A law breaker (any normal human being), must bear the punishment of breaking the law, namely, in this case, death (Romans 6:23). In order for Jesus to be a sacrifice, he had to have been not guilty, otherwise, he was merely a sinner being punished for sin. But since he lived a sinless life, he had a "choice" to bear punishment in our stead. The punishment for our sin was death, and he bore that death on Good Friday. This is mind blowing to me- not only did he achieve for us eternal life, but he also died for us. I don't mean the metaphoric died for us in the sense that he loved us so much that he died for us, but in the most literal sense. We were supposed to die, and he did it instead. And Paul says that because he experienced death. all who would follow him for all time are also considered DEAD! I don't have to die to be dead? Seems odd.
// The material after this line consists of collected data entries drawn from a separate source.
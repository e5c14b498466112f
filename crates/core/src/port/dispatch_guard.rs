// Dispatch Guard Port
// Idempotency gate: at most one winning acquire per (tenant, tick)

use std::collections::HashMap;
use std::sync::{Arc, Mutex};
use std::time::Duration;

use async_trait::async_trait;
use thiserror::Error;

use crate::domain::{TenantId, TickKey};
use crate::port::TimeProvider;

/// Guard store failures.
///
/// When the store is unreachable the caller must treat "unknown" as "already
/// acquired" and block the enqueue - duplicate-enqueue risk must never get
/// worse than the transport's own dedup.
#[derive(Error, Debug, Clone)]
pub enum GuardError {
    #[error("Guard store unavailable: {0}")]
    Unavailable(String),
}

/// Per-tenant, per-tick idempotency gate.
///
/// `try_acquire` returns true exactly once per (tenant, tick) until the entry
/// ages out of the dedup horizon. Two concurrent calls for the same key must
/// never both return true - implementations need atomic check-and-set.
#[async_trait]
pub trait DispatchGuard: Send + Sync {
    async fn try_acquire(&self, tenant_id: &TenantId, tick_key: &TickKey)
        -> Result<bool, GuardError>;

    /// Give the tick back. Only the deadline-abandonment path calls this, so
    /// a legitimate same-tick duplicate invocation can still win.
    async fn release(&self, tenant_id: &TenantId, tick_key: &TickKey) -> Result<(), GuardError>;
}

/// Process-local guard for single-instance deployments.
///
/// Entries expire after the horizon; expiry is enforced lazily on each
/// acquire and by the maintenance sweep in shared-store implementations.
pub struct InMemoryDispatchGuard {
    entries: Mutex<HashMap<(TenantId, TickKey), i64>>,
    horizon: Duration,
    time_provider: Arc<dyn TimeProvider>,
}

impl InMemoryDispatchGuard {
    pub fn new(horizon: Duration, time_provider: Arc<dyn TimeProvider>) -> Self {
        Self {
            entries: Mutex::new(HashMap::new()),
            horizon,
            time_provider,
        }
    }
}

#[async_trait]
impl DispatchGuard for InMemoryDispatchGuard {
    async fn try_acquire(
        &self,
        tenant_id: &TenantId,
        tick_key: &TickKey,
    ) -> Result<bool, GuardError> {
        let now = self.time_provider.now_millis();
        let horizon_ms = self.horizon.as_millis() as i64;

        let mut entries = self.entries.lock().unwrap();
        entries.retain(|_, acquired_at| now - *acquired_at < horizon_ms);

        let key = (tenant_id.clone(), tick_key.clone());
        if entries.contains_key(&key) {
            return Ok(false);
        }
        entries.insert(key, now);
        Ok(true)
    }

    async fn release(&self, tenant_id: &TenantId, tick_key: &TickKey) -> Result<(), GuardError> {
        let mut entries = self.entries.lock().unwrap();
        entries.remove(&(tenant_id.clone(), tick_key.clone()));
        Ok(())
    }
}

// ============================================================================
// Mock Implementations for Testing
// ============================================================================

pub mod mocks {
    use super::*;

    /// Guard whose backing store is down
    pub struct UnavailableGuard;

    #[async_trait]
    impl DispatchGuard for UnavailableGuard {
        async fn try_acquire(
            &self,
            _tenant_id: &TenantId,
            _tick_key: &TickKey,
        ) -> Result<bool, GuardError> {
            Err(GuardError::Unavailable("store down".to_string()))
        }

        async fn release(
            &self,
            _tenant_id: &TenantId,
            _tick_key: &TickKey,
        ) -> Result<(), GuardError> {
            Err(GuardError::Unavailable("store down".to_string()))
        }
    }

    /// Guard that reports every tick as already taken
    pub struct AlwaysDuplicateGuard;

    #[async_trait]
    impl DispatchGuard for AlwaysDuplicateGuard {
        async fn try_acquire(
            &self,
            _tenant_id: &TenantId,
            _tick_key: &TickKey,
        ) -> Result<bool, GuardError> {
            Ok(false)
        }

        async fn release(
            &self,
            _tenant_id: &TenantId,
            _tick_key: &TickKey,
        ) -> Result<(), GuardError> {
            Ok(())
        }
    }
}
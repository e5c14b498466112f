// Polldispatch Infrastructure - SQLite Adapter
// Implements: QueueProducer (durable queue transport), DispatchGuard, Maintenance

mod connection;
mod dispatch_guard;
mod maintenance;
mod migration;
mod queue_transport;

pub use connection::create_pool;
pub use dispatch_guard::SqliteDispatchGuard;
pub use maintenance::SqliteMaintenance;
pub use migration::run_migrations;
pub use queue_transport::{SqliteQueueTransport, StoredMessage, MAX_PAYLOAD_BYTES};

// Note: sqlx::Error conversion is handled by wrapping in helper functions
// due to Rust's orphan rules (cannot implement From<sqlx::Error> for AppError here)
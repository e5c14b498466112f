//! Engine configuration, loaded once at startup from a JSON file.
//!
//! Tenants are immutable for the life of the process; changing the registry
//! requires a restart.

use anyhow::{Context, Result};
use serde::Deserialize;

use polldispatch_core::domain::{ScheduleTimezone, TenantSpec};

#[derive(Debug, Clone, Deserialize)]
#[serde(default)]
pub struct QueueSection {
    /// Default destination for poll-trigger messages
    pub trigger_queue: String,
    /// Destination for failed dispatch envelopes
    pub dead_letter_queue: String,
}

impl Default for QueueSection {
    fn default() -> Self {
        Self {
            trigger_queue: "polling-trigger".to_string(),
            dead_letter_queue: "polling-trigger-dlq".to_string(),
        }
    }
}

#[derive(Debug, Clone, Deserialize)]
#[serde(default)]
pub struct DispatchSection {
    /// Total enqueue attempts before dead-lettering
    pub max_attempts: u32,
    /// Delay before the first enqueue retry
    pub retry_base_delay_ms: i64,
    /// Backoff multiplier per attempt
    pub backoff_factor: f64,
    /// Per-call timeout on guard/enqueue/dead-letter I/O
    pub op_timeout_secs: u64,
    /// Parallel per-tenant dispatches per firing
    pub max_concurrent: usize,
    /// Budget for one whole firing
    pub firing_deadline_secs: u64,
    /// Timezone the cron expressions are evaluated in
    pub timezone: ScheduleTimezone,
    /// Guard dedup horizon; entries older than this are purgeable
    pub guard_horizon_hours: i64,
    /// How often the maintenance sweep runs
    pub maintenance_interval_hours: u64,
}

impl Default for DispatchSection {
    fn default() -> Self {
        Self {
            max_attempts: 3,
            retry_base_delay_ms: 1000,
            backoff_factor: 2.0,
            op_timeout_secs: 5,
            max_concurrent: 4,
            firing_deadline_secs: 60,
            timezone: ScheduleTimezone::Utc,
            guard_horizon_hours: 24,
            maintenance_interval_hours: 6,
        }
    }
}

#[derive(Debug, Clone, Deserialize)]
pub struct EngineConfig {
    #[serde(default)]
    pub queue: QueueSection,
    #[serde(default)]
    pub dispatch: DispatchSection,
    pub tenants: Vec<TenantSpec>,
}

impl EngineConfig {
    pub fn load(path: &str) -> Result<Self> {
        let contents = std::fs::read_to_string(path)
            .with_context(|| format!("Failed to read config file: {}", path))?;
        let config: EngineConfig = serde_json::from_str(&contents)
            .with_context(|| format!("Failed to parse config file: {}", path))?;

        if config.tenants.is_empty() {
            anyhow::bail!("Config must register at least one tenant: {}", path);
        }

        Ok(config)
    }
}
// SQLite Dispatch Guard (shared check-and-set store)
//
// The primary key on (tenant_id, tick_key) is the atomicity mechanism:
// concurrent INSERT OR IGNORE calls for the same key let exactly one
// caller observe an inserted row, even across dispatcher instances
// sharing the database file.

use async_trait::async_trait;
use sqlx::SqlitePool;
use std::sync::Arc;
use tracing::debug;

use polldispatch_core::domain::{TenantId, TickKey};
use polldispatch_core::port::{DispatchGuard, GuardError, TimeProvider};

pub struct SqliteDispatchGuard {
    pool: SqlitePool,
    time_provider: Arc<dyn TimeProvider>,
}

impl SqliteDispatchGuard {
    pub fn new(pool: SqlitePool, time_provider: Arc<dyn TimeProvider>) -> Self {
        Self {
            pool,
            time_provider,
        }
    }
}

#[async_trait]
impl DispatchGuard for SqliteDispatchGuard {
    async fn try_acquire(
        &self,
        tenant_id: &TenantId,
        tick_key: &TickKey,
    ) -> Result<bool, GuardError> {
        let now = self.time_provider.now_millis();

        let result = sqlx::query(
            "INSERT INTO dispatch_guard (tenant_id, tick_key, acquired_at) \
             VALUES (?, ?, ?) ON CONFLICT (tenant_id, tick_key) DO NOTHING",
        )
        .bind(tenant_id)
        .bind(tick_key)
        .bind(now)
        .execute(&self.pool)
        .await
        .map_err(|e| GuardError::Unavailable(e.to_string()))?;

        let acquired = result.rows_affected() == 1;
        debug!(
            tenant = %tenant_id,
            tick = %tick_key,
            acquired = acquired,
            "Guard check-and-set"
        );
        Ok(acquired)
    }

    async fn release(&self, tenant_id: &TenantId, tick_key: &TickKey) -> Result<(), GuardError> {
        sqlx::query("DELETE FROM dispatch_guard WHERE tenant_id = ? AND tick_key = ?")
            .bind(tenant_id)
            .bind(tick_key)
            .execute(&self.pool)
            .await
            .map_err(|e| GuardError::Unavailable(e.to_string()))?;
        Ok(())
    }
}
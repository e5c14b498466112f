//! End-to-end dispatch flow over the real SQLite guard and transport

use std::sync::Arc;
use std::time::Duration;

use chrono::{TimeZone, Utc};

use polldispatch_core::application::{
    DeadLetterRouter, Dispatcher, DispatcherSettings, FiringContext, RetryPolicy, TenantRegistry,
};
use polldispatch_core::domain::{DispatchOutcome, SkipReason, TenantSpec};
use polldispatch_core::port::outcome_sink::mocks::CollectingSink;
use polldispatch_core::port::SystemTimeProvider;
use polldispatch_infra_sqlite::{
    create_pool, run_migrations, SqliteDispatchGuard, SqliteQueueTransport,
};

struct Stack {
    dispatcher: Arc<Dispatcher>,
    transport: Arc<SqliteQueueTransport>,
    sink: Arc<CollectingSink>,
}

async fn stack(db_path: &str, specs: &[TenantSpec]) -> Stack {
    let _ = std::fs::remove_file(db_path);
    let pool = create_pool(db_path).await.unwrap();
    run_migrations(&pool).await.unwrap();

    let time_provider = Arc::new(SystemTimeProvider);
    let registry = Arc::new(TenantRegistry::from_specs(specs).unwrap());
    let guard = Arc::new(SqliteDispatchGuard::new(pool.clone(), time_provider.clone()));
    let transport = Arc::new(SqliteQueueTransport::new(pool.clone(), time_provider.clone()));
    let dead_letter_transport = Arc::new(SqliteQueueTransport::new(pool, time_provider));
    let dead_letter = Arc::new(DeadLetterRouter::new(
        dead_letter_transport,
        "polling-trigger-dlq",
    ));
    let sink = Arc::new(CollectingSink::new());

    let dispatcher = Arc::new(Dispatcher::new(
        registry,
        guard,
        transport.clone(),
        dead_letter,
        Arc::new(RetryPolicy::new(10, 2.0, 3)),
        sink.clone(),
        DispatcherSettings::default(),
    ));

    Stack {
        dispatcher,
        transport,
        sink,
    }
}

fn monday_morning_firing(second: u32) -> FiringContext {
    FiringContext {
        schedule: "cadph".to_string(),
        // A Monday in January
        fired_at: Utc.with_ymd_and_hms(2024, 1, 8, 9, 30, second).unwrap(),
        tenant_tags: None,
    }
}

#[tokio::test]
async fn test_scheduled_fire_enqueues_then_duplicate_skips() {
    let db = "/tmp/polldispatch_it_dispatch_flow.db";
    let s = stack(
        db,
        &[TenantSpec {
            id: "cadph".to_string(),
            cron: "30 9 * * Mon".to_string(),
            schedule: None,
            queue: None,
            ttl_seconds: None,
        }],
    )
    .await;

    // First invocation for the tick wins
    let first = s
        .dispatcher
        .dispatch_firing(&monday_morning_firing(0), None)
        .await;
    assert_eq!(first.len(), 1);
    let message_id = match &first[0].outcome {
        DispatchOutcome::Enqueued { message_id, .. } => message_id.clone(),
        other => panic!("expected Enqueued, got {:?}", other),
    };

    let stored = s.transport.find(&message_id).await.unwrap().unwrap();
    assert_eq!(stored.queue, "polling-trigger");
    assert_eq!(stored.payload, b"cadph");
    // Trigger messages never expire by default
    assert_eq!(stored.expires_at, None);

    // Second invocation 2 seconds later is the same tick
    let second = s
        .dispatcher
        .dispatch_firing(&monday_morning_firing(2), None)
        .await;
    assert_eq!(
        second[0].outcome,
        DispatchOutcome::Skipped {
            reason: SkipReason::DuplicateTick
        }
    );

    // Exactly one message made it to the queue
    assert_eq!(s.transport.list("polling-trigger").await.unwrap().len(), 1);

    // Every terminal outcome reached the sink
    assert_eq!(s.sink.records().len(), 2);

    let _ = std::fs::remove_file(db);
}

#[tokio::test]
async fn test_ttl_override_round_trips_to_store() {
    let db = "/tmp/polldispatch_it_ttl_override.db";
    let s = stack(
        db,
        &[TenantSpec {
            id: "ladph".to_string(),
            cron: "0 12 * * *".to_string(),
            schedule: None,
            queue: Some("ladph-polls".to_string()),
            ttl_seconds: Some(900),
        }],
    )
    .await;

    let ctx = FiringContext {
        schedule: "ladph".to_string(),
        fired_at: Utc.with_ymd_and_hms(2024, 1, 8, 12, 0, 0).unwrap(),
        tenant_tags: None,
    };
    let records = s.dispatcher.dispatch_firing(&ctx, None).await;
    let message_id = match &records[0].outcome {
        DispatchOutcome::Enqueued { message_id, .. } => message_id.clone(),
        other => panic!("expected Enqueued, got {:?}", other),
    };

    let stored = s.transport.find(&message_id).await.unwrap().unwrap();
    // Queue override honored, TTL passes through unchanged
    assert_eq!(stored.queue, "ladph-polls");
    let expires_at = stored.expires_at.expect("bounded TTL stores expiry");
    assert_eq!(expires_at - stored.enqueued_at, 900_000);

    let _ = std::fs::remove_file(db);
}

#[tokio::test]
async fn test_next_minute_is_a_fresh_tick() {
    let db = "/tmp/polldispatch_it_fresh_tick.db";
    let s = stack(
        db,
        &[TenantSpec {
            id: "cadph".to_string(),
            cron: "*/1 * * * *".to_string(),
            schedule: None,
            queue: None,
            ttl_seconds: None,
        }],
    )
    .await;

    let mut ctx = FiringContext {
        schedule: "cadph".to_string(),
        fired_at: Utc.with_ymd_and_hms(2024, 1, 8, 9, 30, 0).unwrap(),
        tenant_tags: None,
    };
    let first = s.dispatcher.dispatch_firing(&ctx, None).await;
    assert!(matches!(first[0].outcome, DispatchOutcome::Enqueued { .. }));

    ctx.fired_at = Utc.with_ymd_and_hms(2024, 1, 8, 9, 31, 0).unwrap();
    let next = s.dispatcher.dispatch_firing(&ctx, None).await;
    assert!(matches!(next[0].outcome, DispatchOutcome::Enqueued { .. }));

    assert_eq!(s.transport.list("polling-trigger").await.unwrap().len(), 2);

    let _ = std::fs::remove_file(db);
}

#[tokio::test]
async fn test_dispatch_survives_long_tick_durations() {
    // Dispatch with a generous deadline behaves exactly like no deadline
    let db = "/tmp/polldispatch_it_with_deadline.db";
    let s = stack(
        db,
        &[TenantSpec {
            id: "cadph".to_string(),
            cron: "30 9 * * Mon".to_string(),
            schedule: None,
            queue: None,
            ttl_seconds: None,
        }],
    )
    .await;

    let deadline = tokio::time::Instant::now() + Duration::from_secs(60);
    let records = s
        .dispatcher
        .dispatch_firing(&monday_morning_firing(0), Some(deadline))
        .await;
    assert!(matches!(records[0].outcome, DispatchOutcome::Enqueued { .. }));

    let _ = std::fs::remove_file(db);
}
Why this is important moves back to Romans 7. Verse 6 says that we may serve in a new way of the Spirit because we are no longer held captive by the law. We can bear fruit instead of bearing death. Why would I follow Jesus one might say? Well, because in Jesus we are dead. Oh what a joy you respond? Great joy is found in knowing that we are free from the law! The law that plagued man for centuries, that marked out morality and man continued to fail at. As every human in history fell short of the life they were called to, Jesus reached that mark. And in his death I consider myself dead and so freed from the law. Being freed from the law, there can be no transgression. Were the law not written I would never have known what it is to covet, had the law not said, "You shall not covet." (Romans 7:7) If the law had not existed, then we would not have recognized sin, and never recognized our own sinfulness, leaving us without need for rescue. But the law was created, and it was holy, but sin seized the opportunity to lead us astray, and so we became slaves to sin. We knew what was wrong and what was right, and yet continued to do what we knew was wrong because we were slaves to sin.

I cannot keep the law. Being born of flesh, I am a slave to flesh, and flesh is sold to sin. It belongs to sin. This is why I prize death. Having died through Christ, my flesh dies- I take on his death as my own. In doing so, I am no longer a slave to sin and am able to bear fruit for Christ. I die with him, but am able to continue living here to do his work while in the flesh, and yet not of the flesh.

I have died through the body of Christ- his human body, and because of His death I am able to preach the gospel today without being a slave to sin. This is the rebirth, the death of my flesh that produces life in my spirit. Oh how I pray that I would be a slave to righteousness and not to sin! That my flesh would be crucified with Christ in order that I may be raised with him to life, and not only life but life in abundance.